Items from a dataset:
---

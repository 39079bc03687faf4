//! Flattening of raw flight offers into table rows
//!
//! Offers arrive as nested JSON (offer → itineraries → segments, with fare
//! details listed separately per traveler). This module walks that structure and
//! emits one [`FlightRow`] per segment (granular) or per offer (summary).

use chrono::NaiveDateTime;
use serde::Deserialize;
use thiserror::Error;

use super::{FlightRow, RawOffer, TIMESTAMP_FORMAT};

/// How much detail to keep when flattening
#[derive(Debug, Clone, Copy, PartialEq, Eq, Default)]
pub enum FlattenMode {
    /// One row per segment of every itinerary
    #[default]
    Granular,
    /// One row per offer, spanning first departure to final arrival
    Summary,
}

/// Errors raised while flattening an offer set
///
/// Any malformed offer fails the whole call; a partial table is never returned.
#[derive(Debug, Error)]
pub enum FlattenError {
    /// The offer does not have the expected shape
    #[error("Malformed offer #{index} (id {id}): {source}")]
    Malformed {
        index: usize,
        id: String,
        #[source]
        source: serde_json::Error,
    },

    /// A required element is missing from an otherwise well-formed offer
    #[error("Malformed offer #{index} (id {id}): {reason}")]
    MissingField {
        index: usize,
        id: String,
        reason: String,
    },

    /// A timestamp could not be parsed
    #[error("Malformed offer #{index} (id {id}): invalid timestamp '{value}'")]
    InvalidTimestamp {
        index: usize,
        id: String,
        value: String,
    },
}

// Every field below is required: a missing key fails the offer rather than
// becoming a default value in the table.

#[derive(Debug, Deserialize)]
#[serde(rename_all = "camelCase")]
struct Offer {
    id: String,
    itineraries: Vec<Itinerary>,
    price: Price,
    traveler_pricings: Vec<TravelerPricing>,
    validating_airline_codes: Vec<String>,
}

#[derive(Debug, Deserialize)]
struct Itinerary {
    duration: String,
    segments: Vec<Segment>,
}

#[derive(Debug, Deserialize)]
#[serde(rename_all = "camelCase")]
struct Segment {
    carrier_code: String,
    number_of_stops: u32,
    departure: Endpoint,
    arrival: Endpoint,
}

#[derive(Debug, Deserialize)]
#[serde(rename_all = "camelCase")]
struct Endpoint {
    iata_code: String,
    at: String,
}

#[derive(Debug, Deserialize)]
#[serde(rename_all = "camelCase")]
struct Price {
    grand_total: String,
    currency: String,
}

#[derive(Debug, Deserialize)]
#[serde(rename_all = "camelCase")]
struct TravelerPricing {
    fare_details_by_segment: Vec<FareDetail>,
}

#[derive(Debug, Deserialize)]
#[serde(rename_all = "camelCase")]
struct FareDetail {
    cabin: String,
    included_checked_bags: CheckedBags,
}

/// Checked baggage allowance. Amadeus gives either a piece count or a weight,
/// so both halves are optional; the object itself is not.
#[derive(Debug, Deserialize)]
struct CheckedBags {
    quantity: Option<u32>,
    weight: Option<u32>,
}

impl CheckedBags {
    /// Number of bags; a weight-only allowance counts as one bag
    fn count(&self) -> u32 {
        match (self.quantity, self.weight) {
            (Some(quantity), _) => quantity,
            (None, Some(_)) => 1,
            (None, None) => 0,
        }
    }
}

/// Flattens a set of raw offers into rows.
///
/// Airline names are left unresolved; see [`super::resolve_names`].
///
/// # Returns
/// * `Ok(Vec<FlightRow>)` with rows in offer order, then itinerary, then segment
/// * `Err(FlattenError)` for the first offer that is malformed
pub fn flatten(offers: &[RawOffer], mode: FlattenMode) -> Result<Vec<FlightRow>, FlattenError> {
    let mut rows = Vec::new();

    for (index, raw) in offers.iter().enumerate() {
        let offer = parse_offer(index, raw)?;
        match mode {
            FlattenMode::Granular => rows.extend(granular_rows(index, &offer)?),
            FlattenMode::Summary => rows.push(summary_row(index, &offer)?),
        }
    }

    Ok(rows)
}

fn parse_offer(index: usize, raw: &RawOffer) -> Result<Offer, FlattenError> {
    Offer::deserialize(raw).map_err(|source| FlattenError::Malformed {
        index,
        id: raw
            .get("id")
            .and_then(|id| id.as_str())
            .unwrap_or("?")
            .to_string(),
        source,
    })
}

/// One row per segment. Fare details are listed once per segment across all
/// itineraries, so they are matched with a running segment counter.
fn granular_rows(index: usize, offer: &Offer) -> Result<Vec<FlightRow>, FlattenError> {
    let fare_details = &offer
        .traveler_pricings
        .first()
        .ok_or_else(|| missing(index, offer, "travelerPricings is empty"))?
        .fare_details_by_segment;

    let mut rows = Vec::new();
    let mut fare_index = 0;

    for itinerary in &offer.itineraries {
        for segment in &itinerary.segments {
            let fare = fare_details.get(fare_index).ok_or_else(|| {
                missing(
                    index,
                    offer,
                    &format!("no fareDetailsBySegment entry for segment {}", fare_index),
                )
            })?;
            fare_index += 1;

            rows.push(FlightRow {
                id: offer.id.clone(),
                airline_code: segment.carrier_code.clone(),
                airline: None,
                stops: Some(segment.number_of_stops),
                origin: segment.departure.iata_code.clone(),
                destination: segment.arrival.iata_code.clone(),
                departure: parse_timestamp(index, offer, &segment.departure.at)?,
                arrival: parse_timestamp(index, offer, &segment.arrival.at)?,
                duration: Some(itinerary.duration.clone()),
                baggage: Some(fare.included_checked_bags.count()),
                cabin: Some(fare.cabin.clone()),
                price: offer.price.grand_total.clone(),
                currency: offer.price.currency.clone(),
            });
        }
    }

    Ok(rows)
}

/// One row per offer. The destination is the departure airport of the last
/// itinerary's first segment, which for a return trip is the outbound
/// destination.
fn summary_row(index: usize, offer: &Offer) -> Result<FlightRow, FlattenError> {
    let first_itinerary = offer
        .itineraries
        .first()
        .ok_or_else(|| missing(index, offer, "itineraries is empty"))?;
    let last_itinerary = offer
        .itineraries
        .last()
        .ok_or_else(|| missing(index, offer, "itineraries is empty"))?;

    let first_segment = first_itinerary
        .segments
        .first()
        .ok_or_else(|| missing(index, offer, "first itinerary has no segments"))?;
    let return_segment = last_itinerary
        .segments
        .first()
        .ok_or_else(|| missing(index, offer, "last itinerary has no segments"))?;
    let final_segment = last_itinerary
        .segments
        .last()
        .ok_or_else(|| missing(index, offer, "last itinerary has no segments"))?;

    let airline_code = offer
        .validating_airline_codes
        .first()
        .ok_or_else(|| missing(index, offer, "validatingAirlineCodes is empty"))?;

    Ok(FlightRow {
        id: offer.id.clone(),
        airline_code: airline_code.clone(),
        airline: None,
        stops: None,
        origin: first_segment.departure.iata_code.clone(),
        destination: return_segment.departure.iata_code.clone(),
        departure: parse_timestamp(index, offer, &first_segment.departure.at)?,
        arrival: parse_timestamp(index, offer, &final_segment.arrival.at)?,
        duration: None,
        baggage: None,
        cabin: None,
        price: offer.price.grand_total.clone(),
        currency: offer.price.currency.clone(),
    })
}

fn missing(index: usize, offer: &Offer, reason: &str) -> FlattenError {
    FlattenError::MissingField {
        index,
        id: offer.id.clone(),
        reason: reason.to_string(),
    }
}

fn parse_timestamp(index: usize, offer: &Offer, value: &str) -> Result<NaiveDateTime, FlattenError> {
    NaiveDateTime::parse_from_str(value, TIMESTAMP_FORMAT).map_err(|_| {
        FlattenError::InvalidTimestamp {
            index,
            id: offer.id.clone(),
            value: value.to_string(),
        }
    })
}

---

Transcribe every record exactly, keeping each line as it is.

> _Completed exercise_
repository 39079bc03687faf4
//! Flattening of raw flight offers into table rows
//!
//! Offers arrive as nested JSON (offer → itineraries → segments, with fare
//! details listed separately per traveler). This module walks that structure and
//! emits one [`FlightRow`] per segment (granular) or per offer (summary).

use chrono::NaiveDateTime;
use serde::Deserialize;
use thiserror::Error;

use super::{FlightRow, RawOffer, TIMESTAMP_FORMAT};

/// How much detail to keep when flattening
#[derive(Debug, Clone, Copy, PartialEq, Eq, Default)]
pub enum FlattenMode {
    /// One row per segment of every itinerary
    #[default]
    Granular,
    /// One row per offer, spanning first departure to final arrival
    Summary,
}

/// Errors raised while flattening an offer set
///
/// Any malformed offer fails the whole call; a partial table is never returned.
#[derive(Debug, Error)]
pub enum FlattenError {
    /// The offer does not have the expected shape
    #[error("Malformed offer #{index} (id {id}): {source}")]
    Malformed {
        index: usize,
        id: String,
        #[source]
        source: serde_json::Error,
    },

    /// A required element is missing from an otherwise well-formed offer
    #[error("Malformed offer #{index} (id {id}): {reason}")]
    MissingField {
        index: usize,
        id: String,
        reason: String,
    },

    /// A timestamp could not be parsed
    #[error("Malformed offer #{index} (id {id}): invalid timestamp '{value}'")]
    InvalidTimestamp {
        index: usize,
        id: String,
        value: String,
    },
}

// Every field below is required: a missing key fails the offer rather than
// becoming a default value in the table.

#[derive(Debug, Deserialize)]
#[serde(rename_all = "camelCase")]
struct Offer {
    id: String,
    itineraries: Vec<Itinerary>,
    price: Price,
    traveler_pricings: Vec<TravelerPricing>,
    validating_airline_codes: Vec<String>,
}

#[derive(Debug, Deserialize)]
struct Itinerary {
    duration: String,
    segments: Vec<Segment>,
}

#[derive(Debug, Deserialize)]
#[serde(rename_all = "camelCase")]
struct Segment {
    carrier_code: String,
    number_of_stops: u32,
    departure: Endpoint,
    arrival: Endpoint,
}

#[derive(Debug, Deserialize)]
#[serde(rename_all = "camelCase")]
struct Endpoint {
    iata_code: String,
    at: String,
}

#[derive(Debug, Deserialize)]
#[serde(rename_all = "camelCase")]
struct Price {
    grand_total: String,
    currency: String,
}

#[derive(Debug, Deserialize)]
#[serde(rename_all = "camelCase")]
struct TravelerPricing {
    fare_details_by_segment: Vec<FareDetail>,
}

#[derive(Debug, Deserialize)]
#[serde(rename_all = "camelCase")]
struct FareDetail {
    cabin: String,
    included_checked_bags: CheckedBags,
}

/// Checked baggage allowance. Amadeus gives either a piece count or a weight,
/// so both halves are optional; the object itself is not.
#[derive(Debug, Deserialize)]
struct CheckedBags {
    quantity: Option<u32>,
    weight: Option<u32>,
}

impl CheckedBags {
    /// Number of bags; a weight-only allowance counts as one bag
    fn count(&self) -> u32 {
        match (self.quantity, self.weight) {
            (Some(quantity), _) => quantity,
            (None, Some(_)) => 1,
            (None, None) => 0,
        }
    }
}

/// Flattens a set of raw offers into rows.
///
/// Airline names are left unresolved; see [`super::resolve_names`].
///
/// # Returns
/// * `Ok(Vec<FlightRow>)` with rows in offer order, then itinerary, then segment
/// * `Err(FlattenError)` for the first offer that is malformed
pub fn flatten(offers: &[RawOffer], mode: FlattenMode) -> Result<Vec<FlightRow>, FlattenError> {
    let mut rows = Vec::new();

    for (index, raw) in offers.iter().enumerate() {
        let offer = parse_offer(index, raw)?;
        match mode {
            FlattenMode::Granular => rows.extend(granular_rows(index, &offer)?),
            FlattenMode::Summary => rows.push(summary_row(index, &offer)?),
        }
    }

    Ok(rows)
}

fn parse_offer(index: usize, raw: &RawOffer) -> Result<Offer, FlattenError> {
    Offer::deserialize(raw).map_err(|source| FlattenError::Malformed {
        index,
        id: raw
            .get("id")
            .and_then(|id| id.as_str())
            .unwrap_or("?")
            .to_string(),
        source,
    })
}

/// One row per segment. Fare details are listed once per segment across all
/// itineraries, so they are matched with a running segment counter.
fn granular_rows(index: usize, offer: &Offer) -> Result<Vec<FlightRow>, FlattenError> {
    let fare_details = &offer
        .traveler_pricings
        .first()
        .ok_or_else(|| missing(index, offer, "travelerPricings is empty"))?
        .fare_details_by_segment;

    let mut rows = Vec::new();
    let mut fare_index = 0;

    for itinerary in &offer.itineraries {
        for segment in &itinerary.segments {
            let fare = fare_details.get(fare_index).ok_or_else(|| {
                missing(
                    index,
                    offer,
                    &format!("no fareDetailsBySegment entry for segment {}", fare_index),
                )
            })?;
            fare_index += 1;

            rows.push(FlightRow {
                id: offer.id.clone(),
                airline_code: segment.carrier_code.clone(),
                airline: None,
                stops: Some(segment.number_of_stops),
                origin: segment.departure.iata_code.clone(),
                destination: segment.arrival.iata_code.clone(),
                departure: parse_timestamp(index, offer, &segment.departure.at)?,
                arrival: parse_timestamp(index, offer, &segment.arrival.at)?,
                duration: Some(itinerary.duration.clone()),
                baggage: Some(fare.included_checked_bags.count()),
                cabin: Some(fare.cabin.clone()),
                price: offer.price.grand_total.clone(),
                currency: offer.price.currency.clone(),
            });
        }
    }

    Ok(rows)
}

/// One row per offer. The destination is the departure airport of the last
/// itinerary's first segment, which for a return trip is the outbound
/// destination.
fn summary_row(index: usize, offer: &Offer) -> Result<FlightRow, FlattenError> {
    let first_itinerary = offer
        .itineraries
        .first()
        .ok_or_else(|| missing(index, offer, "itineraries is empty"))?;
    let last_itinerary = offer
        .itineraries
        .last()
        .ok_or_else(|| missing(index, offer, "itineraries is empty"))?;

    let first_segment = first_itinerary
        .segments
        .first()
        .ok_or_else(|| missing(index, offer, "first itinerary has no segments"))?;
    let return_segment = last_itinerary
        .segments
        .first()
        .ok_or_else(|| missing(index, offer, "last itinerary has no segments"))?;
    let final_segment = last_itinerary
        .segments
        .last()
        .ok_or_else(|| missing(index, offer, "last itinerary has no segments"))?;

    let airline_code = offer
        .validating_airline_codes
        .first()
        .ok_or_else(|| missing(index, offer, "validatingAirlineCodes is empty"))?;

    Ok(FlightRow {
        id: offer.id.clone(),
        airline_code: airline_code.clone(),
        airline: None,
        stops: None,
        origin: first_segment.departure.iata_code.clone(),
        destination: return_segment.departure.iata_code.clone(),
        departure: parse_timestamp(index, offer, &first_segment.departure.at)?,
        arrival: parse_timestamp(index, offer, &final_segment.arrival.at)?,
        duration: None,
        baggage: None,
        cabin: None,
        price: offer.price.grand_total.clone(),
        currency: offer.price.currency.clone(),
    })
}

fn missing(index: usize, offer: &Offer, reason: &str) -> FlattenError {
    FlattenError::MissingField {
        index,
        id: offer.id.clone(),
        reason: reason.to_string(),
    }
}

fn parse_timestamp(index: usize, offer: &Offer, value: &str) -> Result<NaiveDateTime, FlattenError> {
    NaiveDateTime::parse_from_str(value, TIMESTAMP_FORMAT).map_err(|_| {
        FlattenError::InvalidTimestamp {
            index,
            id: offer.id.clone(),
            value: value.to_string(),
        }
    })
}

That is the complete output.